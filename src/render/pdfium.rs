// pdfium-render wrapper: page -> DynamicImage (in-memory only)

use std::path::PathBuf;

use image::DynamicImage;
use pdfium_render::prelude::*;

use super::PageRenderer;

/// Resolves the path to the pdfium shared library.
///
/// Search order:
/// 1. `PDFIUM_DYNAMIC_LIB_PATH` environment variable
/// 2. `vendor/pdfium/lib/` relative to the project root (for development)
fn resolve_pdfium_lib_path() -> crate::error::Result<PathBuf> {
    if let Ok(path) = std::env::var("PDFIUM_DYNAMIC_LIB_PATH") {
        let p = PathBuf::from(&path);
        if p.exists() {
            return Ok(p);
        }
        return Err(crate::error::PdfPressError::render(format!(
            "PDFIUM_DYNAMIC_LIB_PATH is set to '{}' but the path does not exist",
            path
        )));
    }

    if let Ok(manifest_dir) = std::env::var("CARGO_MANIFEST_DIR") {
        let vendor_path = PathBuf::from(&manifest_dir).join("vendor/pdfium/lib");
        if vendor_path.exists() {
            return Ok(vendor_path);
        }
    }

    Err(crate::error::PdfPressError::render(
        "pdfium library not found: set PDFIUM_DYNAMIC_LIB_PATH or place libpdfium.so in vendor/pdfium/lib/",
    ))
}

/// Renders pages with a dynamically loaded pdfium.
///
/// The library location is resolved once; the pdfium bindings, document and
/// page are created per call and dropped before `render` returns.
#[derive(Debug, Clone)]
pub struct PdfiumRenderer {
    lib_path: PathBuf,
}

impl PdfiumRenderer {
    /// Locates the pdfium library. Fails when it cannot be found.
    pub fn new() -> crate::error::Result<Self> {
        Ok(Self {
            lib_path: resolve_pdfium_lib_path()?,
        })
    }

    fn bind(&self) -> crate::error::Result<Pdfium> {
        let lib_path_str = self.lib_path.to_str().ok_or_else(|| {
            crate::error::PdfPressError::render("pdfium library path contains non-UTF-8 characters")
        })?;
        let bindings =
            Pdfium::bind_to_library(Pdfium::pdfium_platform_library_name_at_path(lib_path_str))
                .map_err(|e| crate::error::PdfPressError::render(e.to_string()))?;
        Ok(Pdfium::new(bindings))
    }
}

impl PageRenderer for PdfiumRenderer {
    /// # Errors
    /// Returns `PdfPressError::RenderError` if `dpi` is zero, pdfium cannot be bound, the PDF
    /// cannot be opened, the page index is out of range or rendering fails.
    fn render(&self, pdf: &[u8], page_index: u32, dpi: u32) -> crate::error::Result<DynamicImage> {
        if dpi == 0 {
            return Err(crate::error::PdfPressError::render("dpi must be positive"));
        }
        let pdfium = self.bind()?;

        let document = pdfium
            .load_pdf_from_byte_slice(pdf, None)
            .map_err(|e| crate::error::PdfPressError::render(e.to_string()))?;

        let page_index_u16 = u16::try_from(page_index)
            .map_err(|_| crate::error::PdfPressError::render("page index exceeds u16 range"))?;

        let page = document
            .pages()
            .get(page_index_u16)
            .map_err(|e| crate::error::PdfPressError::render(e.to_string()))?;

        // 1 point = 1/72 inch
        let width_px = (page.width().value * dpi as f32 / 72.0).round().max(1.0) as i32;
        let height_px = (page.height().value * dpi as f32 / 72.0).round().max(1.0) as i32;

        let config = PdfRenderConfig::new()
            .set_target_width(width_px)
            .set_target_height(height_px);

        let bitmap = page
            .render_with_config(&config)
            .map_err(|e| crate::error::PdfPressError::render(e.to_string()))?;

        Ok(bitmap.as_image())
    }
}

_TRY IT_
Look above for the line with "use super::PageRenderer;" and the line with "pub struct PdfiumRenderer". Write out those two lines and all the lines between them, exactly, and no others.

_WRITTEN RESPONSE_
use super::PageRenderer;

/// Resolves the path to the pdfium shared library.
///
/// Search order:
/// 1. `PDFIUM_DYNAMIC_LIB_PATH` environment variable
/// 2. `vendor/pdfium/lib/` relative to the project root (for development)
fn resolve_pdfium_lib_path() -> crate::error::Result<PathBuf> {
    if let Ok(path) = std::env::var("PDFIUM_DYNAMIC_LIB_PATH") {
        let p = PathBuf::from(&path);
        if p.exists() {
            return Ok(p);
        }
        return Err(crate::error::PdfPressError::render(format!(
            "PDFIUM_DYNAMIC_LIB_PATH is set to '{}' but the path does not exist",
            path
        )));
    }

    if let Ok(manifest_dir) = std::env::var("CARGO_MANIFEST_DIR") {
        let vendor_path = PathBuf::from(&manifest_dir).join("vendor/pdfium/lib");
        if vendor_path.exists() {
            return Ok(vendor_path);
        }
    }

    Err(crate::error::PdfPressError::render(
        "pdfium library not found: set PDFIUM_DYNAMIC_LIB_PATH or place libpdfium.so in vendor/pdfium/lib/",
    ))
}

/// Renders pages with a dynamically loaded pdfium.
///
/// The library location is resolved once; the pdfium bindings, document and
/// page are created per call and dropped before `render` returns.
#[derive(Debug, Clone)]
pub struct PdfiumRenderer {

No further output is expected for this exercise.